## [Exercise details]
Go through the data and report each line that holds the string "independently".

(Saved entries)
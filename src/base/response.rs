//! DNS response messages.
//!
//! A response starts life as raw octets filled in by a transport. It
//! only becomes a [`Response`] through [`Response::validate`], which
//! checks the header, the response flag, and, when the originating
//! [`Query`] is supplied, that id and question echo the query exactly.
//! Every accessor on `Response` can therefore rely on a verified
//! structure.

#![warn(missing_docs)]

use super::error::WireError;
use super::header::{Header, HEADER_LEN};
use super::iana::{Class, Rcode, Rtype};
use super::name::{decode_name, skip_name};
use super::query::Query;
use bytes::Bytes;
use std::borrow::Cow;

//------------ Module Configuration ------------------------------------------

/// The size of the receive buffer for UDP responses.
pub const MAX_UDP_SIZE: usize = 4096;

/// The smallest possible question entry: root name, type, class.
const MIN_QUESTION_LEN: usize = 5;

/// The smallest possible resource record: root name and fixed fields.
const MIN_RECORD_LEN: usize = 11;

//------------ Response ------------------------------------------------------

/// A validated DNS response.
///
/// The response owns its buffer; [`answer`][Self::answer] hands out a
/// cheap [`RecordParser`] cursor positioned at the start of the answer
/// section. Cursors copy freely and scan independently while sharing
/// the buffer.
#[derive(Clone, Debug)]
pub struct Response {
    /// The wire octets of the whole message.
    bytes: Bytes,

    /// The header copied out during validation.
    header: Header,

    /// The offset of the answer section.
    answer_offset: usize,
}

impl Response {
    /// Validates raw octets into a response.
    ///
    /// The buffer must hold a complete header whose QR bit is set, and
    /// must be long enough for the smallest encoding of the record
    /// counts the header declares. If `query` is given, the id and the
    /// raw question-section octets must match the query byte for byte;
    /// a semantically equal but differently encoded question is
    /// rejected. Without a query, the declared questions are skipped by
    /// parsing them.
    pub fn validate(
        bytes: Bytes,
        query: Option<&Query>,
    ) -> Result<Self, WireError> {
        let header = Header::parse(&bytes)?;
        if !header.qr() {
            return Err(WireError::NotAResponse);
        }

        let questions = header.qdcount() as usize;
        let records = header.ancount() as usize
            + header.nscount() as usize
            + header.arcount() as usize;
        if bytes.len()
            < HEADER_LEN
                + questions * MIN_QUESTION_LEN
                + records * MIN_RECORD_LEN
        {
            return Err(WireError::ShortMessage);
        }

        let answer_offset = match query {
            Some(query) => {
                if header.id() != query.id() {
                    return Err(WireError::IdMismatch);
                }
                let question = query.question_bytes();
                let end = HEADER_LEN + question.len();
                if bytes.len() < end
                    || &bytes[HEADER_LEN..end] != question
                {
                    return Err(WireError::QuestionMismatch);
                }
                end
            }
            None => {
                let mut pos = HEADER_LEN;
                for _ in 0..questions {
                    pos += skip_name(&bytes, pos)?;
                    pos += 4;
                    if pos > bytes.len() {
                        return Err(WireError::ShortMessage);
                    }
                }
                pos
            }
        };

        Ok(Response {
            bytes,
            header,
            answer_offset,
        })
    }

    /// Returns the message header.
    pub fn header(&self) -> Header {
        self.header
    }

    /// Returns the transaction id.
    pub fn id(&self) -> u16 {
        self.header.id()
    }

    /// Returns the response code.
    pub fn rcode(&self) -> Rcode {
        self.header.rcode()
    }

    /// Returns whether the response was truncated.
    pub fn is_truncated(&self) -> bool {
        self.header.tc()
    }

    /// Returns the number of answer records.
    pub fn answer_count(&self) -> u16 {
        self.header.ancount()
    }

    /// Returns a cursor over the answer section.
    pub fn answer(&self) -> RecordParser<'_> {
        RecordParser {
            message: &self.bytes,
            pos: self.answer_offset,
            remaining: self.header.ancount(),
        }
    }

    /// Returns a cursor over all records behind the question section.
    pub fn records(&self) -> RecordParser<'_> {
        let remaining = self
            .header
            .ancount()
            .saturating_add(self.header.nscount())
            .saturating_add(self.header.arcount());
        RecordParser {
            message: &self.bytes,
            pos: self.answer_offset,
            remaining,
        }
    }

    /// Returns the raw octets of the message.
    pub fn as_slice(&self) -> &[u8] {
        &self.bytes
    }
}

//------------ RecordParser --------------------------------------------------

/// A cursor reading resource records out of a response.
///
/// The parser carries the number of records it may still read; asking
/// for more fails with [`WireError::RecordLimitExceeded`] no matter what
/// else the buffer contains. Copies share the buffer but advance
/// independently.
#[derive(Clone, Copy, Debug)]
pub struct RecordParser<'a> {
    /// The whole message, for compressed name resolution.
    message: &'a [u8],

    /// The current read position.
    pos: usize,

    /// The number of records left to read.
    remaining: u16,
}

impl<'a> RecordParser<'a> {
    /// Returns the number of records left to read.
    pub fn remaining(&self) -> u16 {
        self.remaining
    }

    /// Reads the next resource record.
    ///
    /// The cursor only advances when a whole record was read
    /// successfully; after an error it stays where it was.
    pub fn read_record(
        &mut self,
    ) -> Result<ResourceRecord<'a>, WireError> {
        if self.remaining == 0 {
            return Err(WireError::RecordLimitExceeded);
        }

        let message = self.message;
        let (name, name_len) = decode_name(message, self.pos)?;
        let mut pos = self.pos + name_len;

        let field = |at: usize, len: usize| {
            message.get(at..at + len).ok_or(WireError::ShortMessage)
        };
        let rtype =
            u16::from_be_bytes(field(pos, 2)?.try_into().unwrap());
        let class =
            u16::from_be_bytes(field(pos + 2, 2)?.try_into().unwrap());
        let ttl =
            u32::from_be_bytes(field(pos + 4, 4)?.try_into().unwrap());
        let rdlen =
            u16::from_be_bytes(field(pos + 8, 2)?.try_into().unwrap());
        pos += 10;
        let rdata = field(pos, rdlen as usize)?;
        let rdata_offset = pos;
        pos += rdlen as usize;

        self.pos = pos;
        self.remaining -= 1;
        Ok(ResourceRecord {
            name,
            rtype: rtype.into(),
            class: class.into(),
            ttl,
            rdata: Cow::Borrowed(rdata),
            rdata_offset: Some(rdata_offset),
        })
    }
}

//------------ ResourceRecord ------------------------------------------------

/// A single resource record.
///
/// Records read from a response borrow their data from the response
/// buffer; synthesized records own it. The owned form is authoritative
/// whenever both could exist.
#[derive(Clone, Debug, Eq, PartialEq)]
pub struct ResourceRecord<'a> {
    /// The owner name in dotted form.
    pub name: String,

    /// The record type.
    pub rtype: Rtype,

    /// The record class.
    pub class: Class,

    /// The time to live in seconds.
    pub ttl: u32,

    /// The record data.
    rdata: Cow<'a, [u8]>,

    /// Where borrowed data sits in the message, for names with
    /// compression pointers inside the data.
    rdata_offset: Option<usize>,
}

impl<'a> ResourceRecord<'a> {
    /// Creates a record owning its data.
    pub fn new_owned(
        name: String,
        rtype: Rtype,
        class: Class,
        ttl: u32,
        rdata: Vec<u8>,
    ) -> ResourceRecord<'static> {
        ResourceRecord {
            name,
            rtype,
            class,
            ttl,
            rdata: Cow::Owned(rdata),
            rdata_offset: None,
        }
    }

    /// Returns the record data.
    pub fn rdata(&self) -> &[u8] {
        &self.rdata
    }

    /// Returns the offset of borrowed record data in its message.
    pub fn rdata_offset(&self) -> Option<usize> {
        self.rdata_offset
    }
}

//============ Testing =======================================================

## [Result]
/// section. Cursors copy freely and scan independently while sharing
/// independently.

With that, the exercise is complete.